Зимой 1918/19 года совместно с М. Лозинским и Н. Оцупом написал шуточную пьесу "Благовонный слон". Пьеса написана в форме пантума.

Н а п е ч а т а н ы: "Франция" (Новый Сатирикон, No 15); "Стансы" ("Над этим островом...") (Нива, No 9); "Какая странная нега..." (Нива, No 19); "Загробное мщение" (Нива, No 26); "За то, что я теперь спокойный..." (альм. "Творчество", вып. 2); "Храм Твой, Господи, в небесах..." (Нива, No 30); "Застонал я от сна дурного...", "Мы в аллеях светлых пролетали..." (еженедельник "Воля народа", No 6).

В июне вышли сборники стихов "Костер"; "Фарфоровый павильон" (изд-во "Гиперборей", СПб.).

1919

Я вежлив с жизнью современною...

Еще одни холодный, голодный год начинал свой путь... И один вопрос мучил людей: как выжить?

Вспоминает Н. О ц у п:

"Никогда мы не забудем Петербурга периода запустения и смерти, когда после девяти часов вечера нельзя было выходить на улицу, когда треск мотора ночью за окном заставлял в ужасе прислушаться: за кем приехали?

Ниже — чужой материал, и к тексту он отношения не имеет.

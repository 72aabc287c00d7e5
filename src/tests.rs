use crate::{block, stream, DecodeError, Radix4Config};

#[test]
fn test_canonical_definitions() {
    assert!(stream().is_streaming());
    assert!(!block().is_streaming());
    assert!(stream().is_optimistic());
    assert!(!stream().is_terminated());
    // the statics are shared, not rebuilt
    assert!(std::ptr::eq(stream(), stream()));
}

#[test]
fn test_stream_and_block_agree_on_length() {
    let stream = stream();
    let block = block();
    for data in [
        &b""[..],
        b"A",
        b"AB",
        b"Hello World!",
        b"\x00\x80\xff",
        b"_0123456789-",
    ] {
        assert_eq!(
            stream.compute_encoded_length(data).unwrap(),
            block.compute_encoded_length(data).unwrap(),
            "length mismatch for {:?}",
            data
        );
    }
}

#[test]
fn test_length_matches_encoded_output() {
    for coding in [
        Radix4Config::stream().build().unwrap(),
        Radix4Config::block().build().unwrap(),
        Radix4Config::stream().terminated(true).build().unwrap(),
        Radix4Config::block().terminated(true).build().unwrap(),
        Radix4Config::stream().optimistic(false).build().unwrap(),
        Radix4Config::block()
            .optimistic(false)
            .line_length(7)
            .build()
            .unwrap(),
    ] {
        for data in [
            &b""[..],
            b"A",
            b"~",
            b"Hello World!",
            b"ABC123",
            b"\x00\x01\x02\x03\xfc\xfd\xfe\xff",
        ] {
            let encoded = coding.encode_to_string(data).unwrap();
            assert_eq!(
                encoded.len(),
                coding.compute_encoded_length(data).unwrap(),
                "length mismatch for {:?} with {:?}",
                data,
                coding
            );
        }
    }
}

#[test]
fn test_encode_to_bytes_matches_string() {
    for coding in [stream(), block()] {
        let data = b"Hello World!";
        let string = coding.encode_to_string(data).unwrap();
        let bytes = coding.encode_to_bytes(data).unwrap();
        assert_eq!(string.as_bytes(), &bytes[..]);
    }
}

#[test]
fn test_alphabet_discipline() {
    let alphabet = "_0123456789ABCDEFGHIJKLMNOPQRSTUVWXYZabcdefghijklmnopqrstuvwxyz-";
    let data: Vec<u8> = (0..=255).collect();
    for coding in [stream(), block()] {
        let encoded = coding.encode_to_string(&data).unwrap();
        for c in encoded.chars() {
            assert!(
                alphabet.contains(c) || c == '.',
                "unexpected character {:?}",
                c
            );
        }
    }
}

#[test]
fn test_cross_layout_decoding_is_rejected() {
    // block output is not valid stream input; the default stream
    // decoder may misread it as garbage triples, but a terminated
    // decoder notices that no terminator ever arrives
    let data: Vec<u8> = (200..=255).collect();
    let encoded = block().encode_to_string(&data).unwrap();
    let coding = Radix4Config::stream().terminated(true).build().unwrap();
    assert_eq!(
        coding.decode_from_str(&encoded),
        Err(DecodeError::UnexpectedEndOfStream)
    );
}

#[test]
fn test_default_mapping_idempotence() {
    // every alphabet-only input is its own encoding in both layouts
    let inputs = ["", "A", "hello_world", "TOTAL-0123456789"];
    for coding in [stream(), block()] {
        for input in inputs {
            assert_eq!(
                coding.encode_to_string(input.as_bytes()).unwrap(),
                input,
                "not idempotent"
            );
        }
    }
}

#[test]
fn test_custom_alphabet_round_trip() {
    // rot13-flavoured alphabet: same characters, different order
    let alphabet = "-zyxwvutsrqponmlkjihgfedcba_ZYXWVUTSRQPONMLKJIHGFEDCBA9876543210";
    let coding = Radix4Config::stream().alphabet(alphabet).build().unwrap();
    let data = b"Hello World!\x00\xff";
    let encoded = coding.encode_to_string(data).unwrap();
    assert_eq!(coding.decode_from_str(&encoded).unwrap(), data);

    // alphabet-only input is still preserved
    assert_eq!(coding.encode_to_string(b"abc").unwrap(), "abc");
}

#[test]
fn test_custom_terminator() {
    let coding = Radix4Config::stream()
        .terminator('!')
        .terminated(true)
        .build()
        .unwrap();
    assert_eq!(coding.encode_to_string(b"ABC123").unwrap(), "ABC123!!");
    assert_eq!(coding.decode_from_str("ABC123!!").unwrap(), b"ABC123");
}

Когда падаль не надо было убирать - ее тут же на улице разрывали исхудавшие собаки и растаскивали по частым еще более исхудавшие люди.

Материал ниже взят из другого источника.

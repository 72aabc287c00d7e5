//! CLI integration tests for radix4
//!
//! Tests the binary as a user would interact with it.

use assert_cmd::Command;
use predicates::prelude::*;

fn radix4() -> Command {
    Command::cargo_bin("radix4").expect("binary exists")
}

#[test]
fn test_help() {
    radix4()
        .arg("--help")
        .assert()
        .success()
        .stdout(predicate::str::contains("Radix4 binary-to-text codec"));
}

#[test]
fn test_version() {
    radix4()
        .arg("--version")
        .assert()
        .success()
        .stdout(predicate::str::contains("radix4"));
}

#[test]
fn test_list_profiles() {
    radix4()
        .arg("--list")
        .assert()
        .success()
        .stdout(predicate::str::contains("stream"))
        .stdout(predicate::str::contains("block"))
        .stdout(predicate::str::contains("mime"));
}

#[test]
fn test_encode_default_profile() {
    radix4()
        .write_stdin("Hello World!")
        .assert()
        .success()
        .stdout(predicate::str::starts_with("Hello."));
}

#[test]
fn test_encode_preserves_alphabet_input() {
    radix4()
        .args(["--encode", "stream"])
        .write_stdin("ABC123")
        .assert()
        .success()
        .stdout("ABC123\n");
}

#[test]
fn test_terminated_flag() {
    radix4()
        .args(["--encode", "stream", "--terminated"])
        .write_stdin("ABC123")
        .assert()
        .success()
        .stdout("ABC123..\n");
}

#[test]
fn test_round_trip_through_binary() {
    let encoded = radix4()
        .args(["-e", "block"])
        .write_stdin("some test payload: \x01\x02\x03")
        .assert()
        .success()
        .get_output()
        .stdout
        .clone();

    radix4()
        .args(["-d", "block"])
        .write_stdin(encoded)
        .assert()
        .success()
        .stdout("some test payload: \x01\x02\x03");
}

#[test]
fn test_streaming_round_trip() {
    let encoded = radix4()
        .args(["-e", "stream", "--stream"])
        .write_stdin("streamed payload 123")
        .assert()
        .success()
        .get_output()
        .stdout
        .clone();

    radix4()
        .args(["-d", "stream", "--stream"])
        .write_stdin(encoded)
        .assert()
        .success()
        .stdout("streamed payload 123");
}

#[test]
fn test_line_length_flag() {
    let output = radix4()
        .args(["-e", "plain", "--line-length", "8"])
        .write_stdin("0123456789abcdef")
        .assert()
        .success()
        .get_output()
        .stdout
        .clone();
    let text = String::from_utf8(output).unwrap();
    assert!(text.lines().next().unwrap().len() == 8);
}

#[test]
fn test_unknown_profile_suggests_alternative() {
    radix4()
        .args(["-e", "straem"])
        .write_stdin("x")
        .assert()
        .failure()
        .stderr(predicate::str::contains("not found"))
        .stderr(predicate::str::contains("stream"));
}

#[test]
fn test_encode_and_decode_flags_conflict() {
    radix4()
        .args(["-e", "stream", "-d", "stream"])
        .write_stdin("x")
        .assert()
        .failure();
}

#[test]
fn test_decode_invalid_input_fails() {
    radix4()
        .args(["-d", "block"])
        .write_stdin("not valid radix4 !!!")
        .assert()
        .failure();
}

Умирающий Петербург был для нас печален и прекрасен, как лицо любимого человека на одре".

Вопрос "как выжить?" Гумилев решил для себя однозначно: работать. При всех бедах и невзгодах спасает одно - работа. Искусству нет дела до того, какой флаг развевается на Петропавловской крепости. До тех пор, пока человек чувствует в себе силы смотреть на мир и удивляться ему, до тех пор, пока желанье творчества есть в душе его, - он жив.

По воспоминаниям современников, Гумилев был человеком добрым, простым, преданным в дружбе товарищем. Но когда надо было отстаивать свои взгляды на искусство, он становился непримирим. Его умение не робеть перед несчастиями и бедами было поразительным. Казалось, мир рушится, все привычное - гибнет, но нет в Гумилеве растерянности, нет паники...Только спокойствие. Он не терял способности трезво размышлять даже в самые трудные минуты, он считал уныние самым тяжким грехом - нельзя опускаться, унижаться до отчаянья. Свято верил, что литература есть целый мир, управляемый законами, равноценными законам жизни, и он чувствовал себя не только гражданином этого мира, но и его законодателем.